Awkward situations like these, where your personal time is interrupted by a professional call, are a strong reminder of the importance of allowing employees to disconnect from work outside of normal working hours. As more employees work from home or use their personal mobiles to handle work tasks, many are finding it difficult to switch off.

What are the rules of contacting staff after hours in the UK?

The UK recognises the importance of employees switching off after hours. While there’s no explicit ‘right to disconnect’ law, employees generally have the right to enjoy their free time without work interruptions, as stipulated in Working Time Regulations 1998. Contacting them outside their contracted hours, unless under specific circumstances, can be considered an invasion of privacy.

Exceptions do exist:

  • Emergencies: if a genuine emergency arises, contacting employees outside of their regular hours is acceptable. For instance, an emergency would be a ransomware attack on all your sites, which risks losing the company thousands, as well as major reputational damage.
  • On-call agreements: if an employee agrees to be available outside specific hours, like for on-call shifts, contacting them during those agreed-upon periods is permitted.
  • Company mobiles: if an employee uses a company-issued phone, there might be an implicit expectation of availability, but only for work-related emergencies or if on-call duties apply. This doesn’t extend to personal time or holidays.

You should remember that clear contracts are key – ensure all parties involved are on the same page about expectations regarding after-hours availability and compensation for on-call duties. Adhere to the Working Time Regulations, including the 48-hour maximum weekly working time limit and rest break requirements. Above all, foster a culture of open communication. Employees should feel comfortable discussing concerns about after-hours contact.

If you believe your employer is violating your right to disconnect or exceeding working time limits, you can report them to the Health and Safety Executive (HSE). This body is responsible for enforcing these regulations.

Lessons from other nations

While the UK hasn’t enshrined the right to disconnect into law, the tide is turning worldwide. These are some examples:

🍀 Ireland: in 2023, Ireland introduced a Code of Practice that offers practical guidance for organisations on respecting an employee’s right to disconnect.

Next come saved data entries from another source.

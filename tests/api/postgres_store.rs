//! Store tests against a real Postgres server. Run them with
//! `cargo test -- --ignored` once the database from `config/` is up.

use chrono::{Duration, Utc};
use std::sync::Arc;
use uuid::Uuid;

use sqlx::{postgres::PgRow, Row};

use crate::helpers::configure_db;
use waitlist::config::get_configuration;
use waitlist::domain::{
    new_subscription::{NewSubscription, Provenance},
    pagination::PageRequest,
    subscriber_email::SubscriberEmail,
    subscription::IntakeOutcome,
    subscription_status::SubscriptionStatus,
};
use waitlist::store::{PostgresSubscriptionStore, SubscriptionStore};

async fn spawn_store() -> (PostgresSubscriptionStore, sqlx::PgPool) {
    let mut config = get_configuration().expect("Missing configuration file.");
    let db_pool = configure_db(&mut config.database).await;

    (PostgresSubscriptionStore::new(db_pool.clone()), db_pool)
}

fn new_subscription(email: &str) -> NewSubscription {
    NewSubscription {
        email: SubscriberEmail::parse(email.to_string()).unwrap(),
        provenance: Provenance::new(
            Some(String::from("127.0.0.1")),
            Some(String::from("test-agent")),
            Some(String::from("coming-soon")),
        ),
    }
}

#[tokio::test]
#[ignore = "requires a running Postgres server"]
async fn register_persists_the_provenance() {
    let (store, db_pool) = spawn_store().await;

    store
        .register(&new_subscription("frank@test.com"))
        .await
        .unwrap();

    let (email, status, user_agent): (String, String, String) =
        sqlx::query("SELECT email, status, user_agent FROM subscriptions;")
            .map(|row: PgRow| (row.get("email"), row.get("status"), row.get("user_agent")))
            .fetch_one(&db_pool)
            .await
            .expect("Query to fetch subscriptions failed.");

    assert_eq!(email, "frank@test.com");
    assert_eq!(status, "ACTIVE");
    assert_eq!(user_agent, "test-agent");
}

#[tokio::test]
#[ignore = "requires a running Postgres server"]
async fn register_reports_duplicates_and_reactivates_unsubscribed_emails() {
    let (store, _) = spawn_store().await;
    let subscription = new_subscription("frank@test.com");

    let created = match store.register(&subscription).await.unwrap() {
        IntakeOutcome::Created(created) => created,
        other => panic!("Expected a creation, got {:?}", other),
    };
    assert!(matches!(
        store.register(&subscription).await.unwrap(),
        IntakeOutcome::AlreadyActive
    ));

    assert!(store.unsubscribe(&subscription.email).await.unwrap());

    match store.register(&subscription).await.unwrap() {
        IntakeOutcome::Reactivated(reactivated) => {
            assert_eq!(reactivated.id, created.id);
            assert!(reactivated.subscribed_at >= created.subscribed_at);
        }
        other => panic!("Expected a reactivation, got {:?}", other),
    }
}

#[tokio::test]
#[ignore = "requires a running Postgres server"]
async fn reactivation_never_moves_the_subscription_date_backwards() {
    let (store, db_pool) = spawn_store().await;
    // Written by an instance whose clock runs ahead.
    let ahead = Utc::now() + Duration::hours(1);

    sqlx::query(
        r#"
        INSERT INTO subscriptions (id, email, status, subscribed_at, ip_address, user_agent, source)
        VALUES ($1, 'frank@test.com', 'UNSUBSCRIBED', $2, 'unknown', 'unknown', 'unknown')
        "#,
    )
    .bind(Uuid::new_v4())
    .bind(ahead)
    .execute(&db_pool)
    .await
    .expect("Failed to insert the subscription.");

    match store.register(&new_subscription("frank@test.com")).await.unwrap() {
        IntakeOutcome::Reactivated(reactivated) => {
            assert_eq!(reactivated.status, SubscriptionStatus::Active);
            // Postgres keeps microseconds only.
            assert!(reactivated.subscribed_at >= ahead - Duration::milliseconds(1));
        }
        other => panic!("Expected a reactivation, got {:?}", other),
    }
}

#[tokio::test]
#[ignore = "requires a running Postgres server"]
async fn concurrent_registrations_create_a_single_record() {
    let (store, _) = spawn_store().await;
    let store = Arc::new(store);

    let handles: Vec<_> = (0..8)
        .map(|_| {
            let store = store.clone();
            tokio::spawn(async move { store.register(&new_subscription("race@test.com")).await })
        })
        .collect();

    let mut created = 0;
    for handle in handles {
        if let IntakeOutcome::Created(_) = handle.await.unwrap().unwrap() {
            created += 1;
        }
    }

    assert_eq!(created, 1);
    assert_eq!(
        store.count_by_status(SubscriptionStatus::Active).await.unwrap(),
        1
    );
}

#[tokio::test]
#[ignore = "requires a running Postgres server"]
async fn list_and_counts_cover_every_status() {
    let (store, _) = spawn_store().await;

    for index in 0..12 {
        store
            .register(&new_subscription(&format!("active-{}@test.com", index)))
            .await
            .unwrap();
    }
    store
        .unsubscribe(&SubscriberEmail::parse(String::from("active-0@test.com")).unwrap())
        .await
        .unwrap();

    let page = PageRequest::parse(Some(2), Some(10)).unwrap();
    let subscriptions = store.list(SubscriptionStatus::Active, &page).await.unwrap();
    let breakdown = store.count_per_status().await.unwrap();

    assert_eq!(subscriptions.len(), 1);
    assert_eq!(breakdown.get(&SubscriptionStatus::Active), Some(&11));
    assert_eq!(breakdown.get(&SubscriptionStatus::Unsubscribed), Some(&1));
}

The code emphasises that employees shouldn’t be expected to regularly check emails or answer calls after work. It also stipulates that employers cannot punish or penalise employees for ignoring work communications outside their contracted hours.

🦘 Australia: the country is poised to enact legislation granting employees the right to disconnect. The law establishes that workers have the right to ignore work-related messages and calls without fear of repercussions. As said by Australian Prime Minister, Anthony Albanese, “Someone who is not being paid 24 hours a day shouldn’t be penalised if they’re not online and available 24 hours a day.”

🌍 Europe: France, Germany, Italy, and Belgium have implemented laws granting employees the right to disconnect after work. This trend, echoed by the European Parliament’s call for an EU-wide law, highlights the growing recognition of the need for work-life balance.

The case for disconnecting

While some employers believe the boundary drawn by the right to disconnect can mean less work produced and lower productivity, there’s actually a positive justification to follow this guidance for both the employer and the employee. Here’s why:

From an employee perspective

  • The mental health lifeline = constant work availability fuels stress, anxiety, and difficulty switching off, which ultimately leads to burnout. Disconnecting allows employees to unwind, recharge, and return to work feeling better prepared.
  • Stress = stalled performance: chronic stress isn’t just bad for mental health – it’s synonymous with poor business. Overworked, stressed employees are less productive, less creative, and more prone to errors and conflict.
  • The importance of family time= constant work intrusions disrupt personal time and family life, affecting relationships and overall happiness. Disconnecting allows employees to be fully present for the people and activities that matter most.
  • Rest fuels peak performance= adequate sleep, relaxation, and time away from work demands allow us to physically and mentally recharge, returning to work energised and ready to perform.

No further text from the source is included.